Personal budgets and direct payments

5 mins read

Local authorities might offer families the option of a personal or individual budget to pay for services and practical support. If they do, you may be able to request a direct payment.

In this article

What is a personal budget?

If the local authority decides that your family is eligible for help following a needs assessment, it’ll give you a personal budget to meet these needs. 

A personal budget is an amount of money to spend based on how much it will cost in your local area to arrange the care and support your child needs.

Note that where we refer to the local authority social services department, this also includes the Health and Social Care Services in Scotland and the Health and Social Services Trust in Northern Ireland.

How can I use the personal budget?

Personal budgets usually work in one of the following ways:

  • Your local authority manages an account. They will then organise and provide the support. 
  • A third party manages an account. This may be a local carer provider or local charity who will make the arrangements and manage the payments. 
  • You can request a direct payment (see below).
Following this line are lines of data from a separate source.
// src/core/ids.rs

//! Rejection-sampled id allocation for new cluster objects.
//!
//! Ids must round-trip exactly through any JSON client that represents
//! numbers as IEEE-754 doubles, so they are held under 2^53. Sampling
//! (rather than a counter) avoids coordinating a separate sequence through
//! Raft: the proposer picks a candidate locally, the FSM apply path rejects
//! it if occupied, and the proposer retries.

use rand::Rng;

/// Ids fit in an `f64` mantissa exactly: 2^53.
pub const ID_SPACE: u64 = 1 << 53;

/// Retries before giving up and surfacing `unable_to_allocate_unique_id`.
pub const MAX_ATTEMPTS: u32 = 16;

/// Draws a candidate id in `[1, ID_SPACE)`, calling `is_taken` to test each
/// draw against the FSM's current state. Returns `None` after
/// [`MAX_ATTEMPTS`] collisions.
pub fn allocate<F>(mut is_taken: F) -> Option<i64>
where
    F: FnMut(i64) -> bool,
{
    let mut rng = rand::thread_rng();
    for _ in 0..MAX_ATTEMPTS {
        let candidate = rng.gen_range(1..ID_SPACE) as i64;
        if !is_taken(candidate) {
            return Some(candidate);
        }
    }
    None
}

#[cfg(test)]
mod tests {
    use super::*;
    use std::collections::HashSet;

    #[test]
    fn allocates_within_id_space() {
        let id = allocate(|_| false).unwrap();
        assert!(id > 0 && (id as u64) < ID_SPACE);
    }

    #[test]
    fn retries_on_collision_then_succeeds() {
        let mut calls = 0;
        let id = allocate(|_| {
            calls += 1;
            calls < 3
        })
        .unwrap();
        assert!(id > 0);
        assert_eq!(calls, 3);
    }

    #[test]
    fn gives_up_after_max_attempts() {
        let mut calls = 0;
        let result = allocate(|_| {
            calls += 1;
            true
        });
        assert!(result.is_none());
        assert_eq!(calls, MAX_ATTEMPTS);
    }

    #[test]
    fn many_draws_stay_distinct_with_high_probability() {
        let mut seen = HashSet::new();
        for _ in 0..1000 {
            let id = allocate(|c| seen.contains(&c)).unwrap();
            assert!(seen.insert(id));
        }
        assert_eq!(seen.len(), 1000);
    }
}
You can then set up an account specifically to receive the payment.
  • Some combination of the above; for example you pay for some services while the local authority manages the rest.

What are direct payments?

If your local authority agrees that your child needs services or practical support, you can choose to receive the payments to buy and organise these services yourself. This money is then paid to you in the form of direct payments.
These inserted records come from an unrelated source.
impl<D: Dataset, G: GuestLifecycle> BackupExecutor<D, G> {
    pub fn new(dataset: Arc<D>, guests: Arc<G>, local_db: Arc<LocalDb>) -> Self {
        Self {
            dataset,
            guests,
            local_db,
            running: Mutex::new(HashSet::new()),
        }
    }

    fn acquire(&self, job_id: i64) -> FleetResult<RunGuard<'_>> {
        let mut running = self.running.lock();
        if !running.insert(job_id) {
            return Err(FleetError::BackupJobAlreadyRunning);
        }
        drop(running);
        Ok(RunGuard {
            running: &self.running,
            job_id,
        })
    }

    /// Runs `job` against `target`, writing one `BackupEvent` per resolved
    /// source dataset and returning the job's updated
    /// `{last_status, last_error}` pair for the caller to persist back
    /// through Raft. Does not itself touch `next_run_at`; the scheduler
    /// owns that field.
    ///
    /// `enabled_backup_roots` is the set of every enabled `BackupTarget`'s
    /// `backup_root`, used to exclude backup-destination datasets from
    /// VM-mode's local enumeration so a node never ingests its own backups.
    pub async fn run(
        &self,
        job: &BackupJob,
        target: &BackupTarget,
        enabled_backup_roots: &[String],
    ) -> FleetResult<(BackupJobStatus, Option<String>)> {
        let _guard = self.acquire(job.id)?;

        if !target.enabled {
            return Err(FleetError::BackupTargetDisabled);
        }
        let key_path = materialise_key(target)?;
        let endpoint = SshEndpoint {
            user: "root".into(),
            host: target.ssh_host.clone(),
            port: target.ssh_port,
            key_path,
        };

        let sources = self.resolve_sources(job, enabled_backup_roots).await?;
        if sources.is_empty() {
            return Err(FleetError::InvalidMode);
        }

        let mut status = BackupJobStatus::Success;
        let mut error = None;
        for source in &sources {
            let (s, e) = self.run_one_source(job, &endpoint, target, source).await?;
            if s == BackupJobStatus::Failed {
                status = BackupJobStatus::Failed;
                error = e;
            }
        }
        Ok((status, error))
    }

    /// Resolves the dataset(s) this job actually backs up. Dataset/jail
    /// modes have exactly one source dataset on record; VM mode has none —
    /// instead `job.resolved_source()` names the parent under which every
    /// VM's dataset lives (e.g. `<pool>/sylve/virtual-machines`), and the
    /// real sources are discovered by listing it, excluding anything that
    /// lives inside an enabled backup root to prevent self-ingest.
    async fn resolve_sources(&self, job: &BackupJob, enabled_backup_roots: &[String]) -> FleetResult<Vec<String>> {
        let Some(source) = job.resolved_source() else {
            return Err(FleetError::InvalidMode);
        };
        if job.mode != BackupMode::Vm {
            return Ok(vec![source.to_string()]);
        }
        let children = self.dataset.list_local_datasets(source).await?;
        Ok(children
            .into_iter()
            .filter(|d| !enabled_backup_roots.iter().any(|root| is_within_root(d, root)))
            .collect())
    }

    async fn run_one_source(
        &self,
        job: &BackupJob,
        endpoint: &SshEndpoint,
        target: &BackupTarget,
        source: &str,
    ) -> FleetResult<(BackupJobStatus, Option<String>)> {
        let dest_suffix = job
            .dest_suffix
            .clone()
            .unwrap_or_else(|| match job.mode {
                BackupMode::Vm => source.to_string(),
                BackupMode::Dataset | BackupMode::Jail => auto_dest_suffix(source),
            });
        let dest_path = format!("{}/{}", target.backup_root, dest_suffix);

        let event_id = self.local_db.next_backup_id()?;
        let mut event = BackupEvent {
            id: event_id,
            job_id: Some(job.id),
            mode: job.mode,
            status: BackupEventStatus::Running,
            source_dataset: source.to_string(),
            target_endpoint: format!("{}:{}", endpoint.host_spec(), dest_path),
            started_at: chrono::Utc::now(),
            completed_at: None,
            output: String::new(),
            error: None,
        };
        self.local_db.insert_backup_event(&event)?;

        let guest = job.mode.ne(&BackupMode::Dataset).then(|| guest_ref(job.mode, source));

        if job.stop_before_backup {
            if let Some((guest_type, guest_id)) = guest {
                if let Err(e) = self.guests.stop(guest_type, guest_id).await {
                    self.append(&mut event, &format!("stop_before_backup failed (non-fatal): {e}"))?;
                }
            }
        }

        let outcome = self.send_with_retries(source, endpoint, &dest_path, &mut event).await;

        if job.stop_before_backup {
            if let Some((guest_type, guest_id)) = guest {
                if let Err(e) = self.guests.start(guest_type, guest_id).await {
                    self.append(&mut event, &format!("guest restart failed (non-fatal): {e}"))?;
                }
            }
        }

        let (status, error) = match outcome {
            Ok(()) => {
                if job.prune_keep_last > 0 && job.mode != BackupMode::Vm {
                    if let Err(e) = self.prune(job, source, endpoint, &dest_path, &mut event).await {
                        self.append(&mut event, &format!("prune failed (non-fatal): {e}"))?;
                    }
                }
                (BackupJobStatus::Success, None)
            }
            Err(e) => (BackupJobStatus::Failed, Some(e.to_string())),
        };

        self.local_db.finalize_event(
            event_id,
            if status == BackupJobStatus::Success {
                BackupEventStatus::Success
            } else {
                BackupEventStatus::Failed
            },
            error.as_deref(),
            chrono::Utc::now(),
        )?;

        Ok((status, error))
    }

    fn append(&self, event: &mut BackupEvent, chunk: &str) -> FleetResult<()> {
        event.append_output(chunk);
        self.local_db.append_event_output(event.id, chunk)
    }

    async fn send_with_retries(
        &self,
        source: &str,
        endpoint: &SshEndpoint,
        dest_path: &str,
        event: &mut BackupEvent,
    ) -> FleetResult<()> {
        let mut attempt = 0u32;
        loop {
            let outcome = self.dataset.send(source, endpoint, dest_path, &SendOptions::default()).await?;
            self.append(event, &outcome.combined())?;
            let classified = classify_backup_output(&outcome.combined());
            if classified.is_success() {
                return Ok(());
            }
            let Some(err) = classified.error_code() else {
                return Ok(());
            };
            let can_rotate = matches!(err, FleetError::BackupTargetDiverged) && attempt < MAX_SEND_RETRIES;
            if !can_rotate {
                return Err(err);
            }
            attempt += 1;

            let rotate_outcome = self.dataset.rotate(source, endpoint, dest_path, None).await?;
            self.append(event, &rotate_outcome.combined())?;
            if rotate_indicates_not_a_replica(&rotate_outcome.combined()) {
                let renamed = format!("{dest_path}.pre_sylve_{}", chrono::Utc::now().timestamp_nanos_opt().unwrap_or_default());
                self.dataset.rename(dest_path, &renamed, Some(endpoint)).await?;
                self.append(event, &format!("renamed diverged target to {renamed}"))?;
            }
        }
    }

    async fn prune(
        &self,
        job: &BackupJob,
        source: &str,
        endpoint: &SshEndpoint,
        dest_path: &str,
        event: &mut BackupEvent,
    ) -> FleetResult<()> {
        let opts = PruneOptions {
            keep_snap_num: job.prune_keep_last,
            keep_snap_days: 0,
            swap_args: false,
        };
        let outcome = self.dataset.prune(source, endpoint, dest_path, &opts).await?;
        self.append(event, &outcome.combined())?;
        for line in &outcome.lines {
            if is_snapshot_name(line.trim()) {
                self.dataset.destroy(line.trim(), None).await?;
            }
        }

        if job.prune_target {
            let swapped = PruneOptions { swap_args: true, ..opts };
            let target_outcome = self.dataset.prune(source, endpoint, dest_path, &swapped).await?;
            self.append(event, &target_outcome.combined())?;
            let mut destroyed_any = false;
            for line in &target_outcome.lines {
                if is_snapshot_name(line.trim()) {
                    self.dataset.destroy(line.trim(), Some(endpoint)).await?;
                    destroyed_any = true;
                }
            }
            if !destroyed_any {
                let mut snaps = self.dataset.list_snapshots(dest_path, Some(endpoint)).await?;
                snaps.sort_by_key(|s| s.created_at);
                let keep = job.prune_keep_last as usize + 1;
                if snaps.len() > keep {
                    for stale in &snaps[..snaps.len() - keep] {
                        let full = format!("{dest_path}@{}", stale.short_name);
                        self.dataset.destroy(&full, Some(endpoint)).await?;
                    }
                }
            }
        }
        Ok(())
    }
}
Direct Payments can be a good way to be creative and flexible when managing your child’s care. But they can involve more work for you to arrange and manage the care provided. If you’re employing someone directly, you will need to deal with tax, National Insurance and pension issues for them. You should also arrange insurance and a criminal record check. 

How can I use a direct payment?

Some of the ways direct payments can be used are:

  • Getting help with your child’s personal care, for example bathing, dressing or eating, or help looking after them overnight.
  • A sitter service to look after your child when you are out.
  • Help for your child to access or use leisure facilities.
  • Help with household tasks to free up your time to look after your child.
  • A place at a day nursery or after-school care.
  • Someone to accompany your child on holiday.

Some reasons for using direct payments

Direct payments should give you more control over how your child’s needs are met. There are several reasons you might choose to receive direct payments instead of having services organised by the local authority:

  • The services you currently receive don’t meet the needs of your family, or if your feel you have little say over how these services are provided.
  • You live in a remote and rural area where no suitable services exist – employing a personal assistant (PA) may be the only realistic method of support. Note that employing a PA means you will have the responsibilities of an employer. Most local authorities will have services to support families who choose to use their payment in this way.
  • Your child has cultural or language needs that your current service providers cannot meet.
  • Your child has been assessed as needing services but you have been waiting a long time for help to become available.

It is important to be aware that local councils can refuse to give personal budgets or direct payments if they are considered an inefficient or impractical use of resources.

Additional information for England only

In England, your personal budget may come from your local social services team, local education department or in some cases from your NHS clinical commissioning group (CCG).

The personal budget for education is included in an Education, Health and Care (EHC) plan and will only include the funds needed to buy more specialist or individual support than the school or college is expected to provide.

Social services are required to offer personal budgets to disabled people aged 18 or over who they assess as needing social care. Although they are not obliged to offer a personal budget to a disabled child under the age of 18, an increasing number of councils do offer them.

Anyone receiving NHS continuing healthcare, including a child, has the right to have a personal health budget. This sets out the funding available to meet the healthcare needs that have been agreed by health professionals in a care and support plan.

A care and support plan helps people to identify their health and wellbeing goals, and then sets out how the funding in their personal budget will be spent to achieve these goals.

Integrating education, social care and health budgets

Social service departments, education authorities and CCGs are being encouraged to work together. The aim is to establish arrangements allowing for single personal budgets that cover someone’s social care, education and healthcare needs. How this personal budget is used is then set out in an EHC plan.